The diagonal matrix would contain exactly the eigenvalues. But the methods you are considered are used in numerical analysis precisely because finding $Q$ is far from easy. –  Martin Argerami Jun 15 '12 at 18:03

1 Answer 1

up vote 3 down vote accepted

The point is that solving the system $A-\lambda I=0$ is usually computationally intensive. It might be easy when $A$ is $3\times3$, but there are real life applications where your matrix can be huge. That's why there are lots of numerical methods to approximate eigenvalues, and that's what they are teaching you in your class.

In a), $A$ and $x$ are given, and they want you to find the $\lambda$ that minimizes the formula; with that $\lambda$, you can test whether it really looks like an eigenvalue or not (there are different methods for this, too).

So in a) you want to minimize $$ ||Ax-\lambda x||^2_2=\langle Ax-\lambda x,Ax-\lambda x\rangle=\langle Ax,Ax\rangle - 2\lambda\langle Ax,x\rangle + \lambda^2\langle x,x\rangle. $$ This is a quadratic with positive degree-two coefficient, so its mininum occurs at "$-b/2a$", i.e. at $$ \lambda=\frac{2\langle Ax,x\rangle}{2\langle x,x\rangle}=\frac{\langle Ax,x\rangle}{\langle x,x\rangle}. $$

Edit: for c) and d), you have already proven that $$ \lambda_1 x^Tx\leq x^TAx\leq \lambda_n x^Tx, $$ so

$$ \lambda_1 \leq \frac{x^TAx}{x^Tx}\leq \lambda_n. $$ You achieve the minimum by using an eigenvector for $\lambda_1$, and similarly for $\lambda_n$ and the maximum. This shows the first equality in both c) and d).
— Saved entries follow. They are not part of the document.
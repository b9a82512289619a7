pub mod loading_spinner {
    pub const ARIA_LABEL: &str = "Loading";
}

pub mod toast {
    pub const CLOSE_ARIA: &str = "Dismiss notification";
}

pub mod auth {
    pub const SIGNED_IN: &str = "Successfully signed in!";
    pub const SIGN_IN_FAILED: &str = "Sign in failed";
    pub const CHECK_EMAIL: &str = "Check your email";
    pub const CHECK_EMAIL_DETAIL: &str = "We sent you a confirmation link to finish signing up.";
    pub const SIGNED_UP: &str = "Account created!";
    pub const SIGN_UP_FAILED: &str = "Sign up failed";
    pub const GOOGLE_REDIRECT_FAILED: &str = "Could not open the Google sign-in page.";
    pub const SIGNED_OUT: &str = "Successfully signed out";
    pub const SIGN_OUT_FAILED: &str = "Sign out failed";
}

pub mod navbar {
    pub const BRAND_NAME: &str = "Times Roman";
    pub const NAV_MAIN_ARIA: &str = "Main navigation";
    pub const OPEN_MENU_ARIA: &str = "Open menu";
    pub const CLOSE_MENU_ARIA: &str = "Close menu";
}

pub mod search_bar {
    pub const OPEN_LABEL: &str = "Search articles";
    pub const DIALOG_TITLE: &str = "Search Times Roman";
    pub const CLOSE_ARIA: &str = "Close search";
    pub const PLACEHOLDER: &str = "Search for articles...";
    pub const SUBMIT: &str = "Search";
}

pub mod user_menu {
    pub const SIGN_IN: &str = "Sign In";
    pub const SIGNED_IN_AS: &str = "Signed in as";
    pub const PROFILE: &str = "Profile";
    pub const SIGN_OUT: &str = "Sign out";
}

pub mod footer {
    pub const BRAND_NAME: &str = "Times Roman";
    pub const TAGLINE: &str = "The next-generation AI-powered news platform.";
    pub const CATEGORIES: &str = "Categories";
    pub const READERS: &str = "Readers";
    pub const SEARCH: &str = "Search";
    pub const PROFILE: &str = "Your Profile";
    pub const COPYRIGHT_TEMPLATE: &str = "© {} Times Roman. All rights reserved.";
}

pub mod article_card {
    pub const READ_TIME_TEMPLATE: &str = "{} read";
    pub const VIEWS_TEMPLATE: &str = "{} views";
}

pub mod category_section {
    pub const VIEW_ALL: &str = "View All";
    pub const EMPTY: &str = "No articles in this category yet.";
}

pub mod home {
    pub const LATEST_HEADING: &str = "Latest News";
}

pub mod category_page {
    pub const FILTER: &str = "Filter";
    pub const SORT_BY: &str = "Sort by:";
    pub const SHOWING_TEMPLATE: &str = "Showing {} of {} articles";
    pub const LOAD_MORE: &str = "Load More Articles";
    pub const EMPTY_HEADING: &str = "No articles found";
    pub const EMPTY_DESCRIPTION: &str = "There are no articles in this category yet.";
}

pub mod search_page {
    pub const TITLE: &str = "Search";
    pub const RESULTS_TEMPLATE: &str = "Search results for \"{}\"";
    pub const PROMPT: &str = "Type a keyword in the search bar to find articles.";
    pub const NO_RESULTS_TEMPLATE: &str = "No results found for \"{}\"";
    pub const NO_RESULTS_HINT: &str = "Try different keywords or browse our categories";
}

pub mod article_page {
    pub const LOADING_TITLE: &str = "Loading Article";
    pub const LOADING: &str = "Loading article...";
    pub const NOT_FOUND_TITLE: &str = "Article Not Found";
    pub const NOT_FOUND_HEADING: &str = "Article not found";
    pub const NOT_FOUND_DESCRIPTION: &str =
        "The article you're looking for doesn't exist or has been removed.";
    pub const BACK_HOME: &str = "Back to Homepage";
    pub const RELATED_HEADING: &str = "Related Articles";
    pub const NO_RELATED: &str = "No related articles found.";
}

pub mod article {
    pub const READ_TIME_RANGE_TEMPLATE: &str = "{} read";
    pub const VIEWS_TEMPLATE: &str = "{} views";
    pub const SHARE: &str = "Share";
    pub const SHARE_ARIA: &str = "Share article";
    pub const SHARE_TEXT: &str = "Check out this article on Times Roman";
    pub const SHARE_FAILED: &str = "Error sharing article";
    pub const LINK_COPIED: &str = "Link copied to clipboard!";
    pub const SAVE: &str = "Save";
    pub const SAVED: &str = "Saved";
    pub const SAVE_ARIA: &str = "Save article";
    pub const REMOVE_BOOKMARK_ARIA: &str = "Remove bookmark";
    pub const LIKE: &str = "Like";
    pub const LIKED: &str = "Liked";
    pub const LIKE_ARIA: &str = "Like article";
    pub const REMOVE_LIKE_ARIA: &str = "Remove like";
    pub const FEATURED_IMAGE_ALT_TEMPLATE: &str = "Featured image for {}";
    pub const ABOUT_AUTHOR: &str = "About the Author";
    pub const AUTHOR_PHOTO_ALT_TEMPLATE: &str = "Photo of {}";
    pub const NEWS_TAG: &str = "#News";
    pub const NEWS_TAG_QUERY: &str = "news";
    pub const SITE_TAG: &str = "#TimesRoman";
    pub const IMAGE_ALT_TEMPLATE: &str = "Image related to {}";
    pub const EMPTY_LINK_ARIA: &str = "Related article link";
}

pub mod auth_page {
    pub const SIGN_IN_TITLE: &str = "Sign In";
    pub const SIGN_UP_TITLE: &str = "Create Account";
    pub const WELCOME_BACK: &str = "Welcome Back";
    pub const SIGN_IN_SUBTITLE: &str = "Sign in to access your account";
    pub const SIGN_UP_SUBTITLE: &str = "Join Times Roman to access exclusive content";
    pub const GOOGLE_SIGN_IN: &str = "Sign In with Google";
    pub const GOOGLE_SIGN_UP: &str = "Sign Up with Google";
    pub const OR: &str = "OR";
    pub const EMAIL: &str = "Email";
    pub const EMAIL_PLACEHOLDER: &str = "your.email@example.com";
    pub const PASSWORD: &str = "Password";
    pub const PASSWORD_PLACEHOLDER: &str = "••••••••";
    pub const CONFIRM_PASSWORD: &str = "Confirm Password";
    pub const SIGN_IN: &str = "Sign In";
    pub const SIGNING_IN: &str = "Signing in...";
    pub const CREATE_ACCOUNT: &str = "Create Account";
    pub const CREATING_ACCOUNT: &str = "Creating Account...";
    pub const TO_SIGN_UP: &str = "Don't have an account? Sign Up";
    pub const TO_SIGN_IN: &str = "Already have an account? Sign In";
}

pub mod auth_callback {
    pub const TITLE: &str = "Signing In";
    pub const MESSAGE: &str = "Completing sign in, please wait...";
}

pub mod profile_page {
    pub const TITLE: &str = "Your Profile";
    pub const HEADING: &str = "Your Profile";
    pub const USERNAME: &str = "Username";
    pub const USERNAME_PLACEHOLDER: &str = "Your username";
    pub const AVATAR_URL: &str = "Avatar URL";
    pub const AVATAR_PLACEHOLDER: &str = "https://example.com/avatar.jpg";
    pub const UPDATE: &str = "Update Profile";
    pub const UPDATING: &str = "Updating...";
    pub const SAVED: &str = "Profile updated successfully!";
    pub const LOAD_FAILED: &str = "Error fetching profile";
    pub const SAVE_FAILED: &str = "Error updating profile";
    pub const SAVE_FAILED_DETAIL: &str = "Error updating profile: {}";
}

pub mod not_found {
    pub const TITLE: &str = "Page Not Found";
    pub const HEADING: &str = "404";
    pub const MESSAGE: &str = "Sorry, the page you are looking for does not exist.";
    pub const BACK_HOME: &str = "Back to Homepage";
}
For the second equality, if $z^Tz=1$ then $$ z^TAz=\frac{z^TAz}{z^Tz}, $$ so $$ \lambda_1\leq z^TAz\leq\lambda_n. $$ To achieve the equality, let $z$ be an eigenvector for $\lambda_1$; then put $x=z/(z^Tz)^{1/2}$. Then $$ x^TAx=\frac{z^TAz}{z^Tz}=\lambda_1\,\frac{z^Tz}{z^Tz}=\lambda_1. $$ And we proceed similarly for $\lambda_n$.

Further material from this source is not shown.